**YOUR TASK**
Lines from the start of the data through the line containing "use std::fs::File;" must be given again exactly. Leave the others out.

################

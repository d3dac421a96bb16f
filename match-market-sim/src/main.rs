mod reports;
mod scenario;
mod util;

use anyhow::{Context, Result};
use clap::{Parser, ValueEnum};
use colored::Colorize;
use match_market::{
    EvaluationConfig, LogisticStrategy, SelectivityStrategy, Strategy, select_targets_with,
};
use std::fs::File;
use std::io::{BufWriter, Write, stdout};
use std::path::PathBuf;
use std::time::Instant;

use reports::EvaluationRecord;
use scenario::{MarketScenario, SynthesisParams, resolve_seeds};
use util::split_csv;

#[derive(Debug, Clone, Copy, PartialEq, Eq, ValueEnum)]
pub enum OpponentStrategy {
    /// Desirability damped by a logistic acceptance estimate
    Logistic,
    /// The same selectivity heuristic the focal applicant uses
    Selectivity,
}

impl OpponentStrategy {
    fn build(self) -> Box<dyn Strategy> {
        match self {
            Self::Logistic => Box::new(LogisticStrategy),
            Self::Selectivity => Box::new(SelectivityStrategy),
        }
    }
}

#[derive(Debug, Clone, Copy, PartialEq, Eq, ValueEnum)]
pub enum ReportFormat {
    Console,
    Json,
    Markdown,
}

#[derive(Debug, Parser)]
#[command(name = "match-market-sim", version)]
#[command(about = "Monte-Carlo target selection for a single-round university assignment market")]
struct Args {
    /// Scenario JSON with a market and focal applicant; synthesized per seed when absent
    #[arg(long)]
    scenario: Option<PathBuf>,

    /// Universities in a synthesized market
    #[arg(long, default_value_t = 20)]
    universities: usize,

    /// Aptitude ceiling A of a synthesized market
    #[arg(long, default_value_t = 10.0)]
    aptitude_scale: f64,

    /// Quality weight Q of a synthesized market
    #[arg(long, default_value_t = 1.0)]
    quality_weight: f64,

    /// Synergy ceiling W of a synthesized market
    #[arg(long, default_value_t = 10.0)]
    synergy_scale: f64,

    /// Seeds to run (comma-separated); defaults to the config seed
    #[arg(long)]
    seeds: Option<String>,

    /// Evaluation settings JSON; command-line flags override its fields
    #[arg(long)]
    config: Option<PathBuf>,

    /// Monte-Carlo trials per evaluation
    #[arg(long)]
    trials: Option<u64>,

    /// Competitors per trial (defaults to one fewer than the universities)
    #[arg(long)]
    opponents: Option<usize>,

    /// Run trials on the rayon thread pool
    #[arg(long)]
    parallel: bool,

    /// Heuristic competitors use to build their lists
    #[arg(long, value_enum, default_value_t = OpponentStrategy::Logistic)]
    opponent_strategy: OpponentStrategy,

    /// Output report format
    #[arg(long, value_enum, default_value_t = ReportFormat::Console)]
    report: ReportFormat,

    /// Optional path to write the report output instead of stdout
    #[arg(long)]
    output: Option<PathBuf>,

    /// Verbose output
    #[arg(short, long)]
    verbose: bool,
}

fn main() -> Result<()> {
    let args = Args::parse();
    init_logging(args.verbose);

    if matches!(args.report, ReportFormat::Console) {
        announce_banner();
    }

    let start_time = Instant::now();
    let base_config = load_config(&args)?;
    let seeds = evaluation_seeds(&args, &base_config)?;
    let loaded = args
        .scenario
        .as_deref()
        .map(MarketScenario::load)
        .transpose()?;

    let mut records = Vec::with_capacity(seeds.len());
    for seed in seeds {
        let scenario = match &loaded {
            Some(scenario) => scenario.clone(),
            None => MarketScenario::synthesize(synthesis_params(&args), seed)?,
        };
        records.push(evaluate(&args, &scenario, &base_config, seed)?);
    }

    write_reports(&args, &records, start_time)
}

fn init_logging(verbose: bool) {
    let default_level = if verbose { "debug" } else { "warn" };
    env_logger::Builder::from_env(env_logger::Env::default().default_filter_or(default_level))
        .init();
}

fn announce_banner() {
    println!("{}", "🎓 Match Market Simulator".bright_cyan().bold());
    println!("{}", "=========================".cyan());
}

const fn synthesis_params(args: &Args) -> SynthesisParams {
    SynthesisParams {
        universities: args.universities,
        aptitude_scale: args.aptitude_scale,
        quality_weight: args.quality_weight,
        synergy_scale: args.synergy_scale,
    }
}

fn load_config(args: &Args) -> Result<EvaluationConfig> {
    let mut config = match &args.config {
        Some(path) => {
            let raw = std::fs::read_to_string(path)
                .with_context(|| format!("failed to read {}", path.display()))?;
            EvaluationConfig::from_json(&raw)
                .with_context(|| format!("failed to parse {}", path.display()))?
        }
        None => EvaluationConfig::default(),
    };
    if let Some(trials) = args.trials {
        config.trials = trials;
    }
    if args.opponents.is_some() {
        config.opponents = args.opponents;
    }
    config.parallel |= args.parallel;
    config.validate()?;
    Ok(config)
}

fn evaluation_seeds(args: &Args, config: &EvaluationConfig) -> Result<Vec<u64>> {
    match &args.seeds {
        Some(tokens) => resolve_seeds(&split_csv(tokens), config.seed),
        None => Ok(vec![config.seed]),
    }
}

fn evaluate(
    args: &Args,
    scenario: &MarketScenario,
    base_config: &EvaluationConfig,
    seed: u64,
) -> Result<EvaluationRecord> {
    let config = EvaluationConfig {
        seed,
        ..base_config.clone()
    };
    let opponents = config.opponent_count(scenario.market.university_count());
    let strategy = args.opponent_strategy.build();
    let strategy_name = strategy.name();
    log::info!(
        "evaluating {} with seed {seed}: {} trials against {opponents} opponents",
        scenario.name,
        config.trials
    );

    let started = Instant::now();
    let selection = select_targets_with(&scenario.market, &scenario.focal, config, strategy)
        .with_context(|| format!("evaluating {} with seed {seed}", scenario.name))?;
    Ok(EvaluationRecord::new(
        &scenario.name,
        seed,
        strategy_name,
        opponents,
        started.elapsed(),
        selection,
    ))
}

fn write_reports(args: &Args, records: &[EvaluationRecord], start_time: Instant) -> Result<()> {
    let mut output_target = OutputTarget::new(args.output.clone())?;

    match args.report {
        ReportFormat::Json => reports::generate_json_report(&mut output_target, records)?,
        ReportFormat::Markdown => reports::generate_markdown_report(&mut output_target, records)?,
        ReportFormat::Console => {
            reports::generate_console_report(&mut output_target, records, start_time.elapsed())?;
            writeln!(&mut output_target, "🏁 Total time: {:?}", start_time.elapsed())?;
        }
    }

    output_target.flush_inner()?;
    Ok(())
}

enum OutputTarget {
    Stdout(BufWriter<std::io::Stdout>),
    File(BufWriter<File>),
}

impl OutputTarget {
    fn new(path: Option<PathBuf>) -> Result<Self> {
        if let Some(path) = path {
            let file = File::create(&path)
                .with_context(|| format!("failed to create {}", path.display()))?;
            Ok(Self::File(BufWriter::new(file)))
        } else {
            Ok(Self::Stdout(BufWriter::new(stdout())))
        }
    }

    fn writer(&mut self) -> &mut dyn Write {
        match self {
            Self::Stdout(w) => w,
            Self::File(w) => w,
        }
    }

    fn flush_inner(&mut self) -> std::io::Result<()> {
        match self {
            Self::Stdout(w) => w.flush(),
            Self::File(w) => w.flush(),
        }
    }
}

impl Write for OutputTarget {
    fn write(&mut self, buf: &[u8]) -> std::io::Result<usize> {
        self.writer().write(buf)
    }

    fn flush(&mut self) -> std::io::Result<()> {
        self.flush_inner()
    }
}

################

**RESPONSE TO THE TASK**
repository d3dac421a96bb16f
filename match-market-sim/src/main.rs
mod reports;
mod scenario;
mod util;

use anyhow::{Context, Result};
use clap::{Parser, ValueEnum};
use colored::Colorize;
use match_market::{
    EvaluationConfig, LogisticStrategy, SelectivityStrategy, Strategy, select_targets_with,
};
use std::fs::File;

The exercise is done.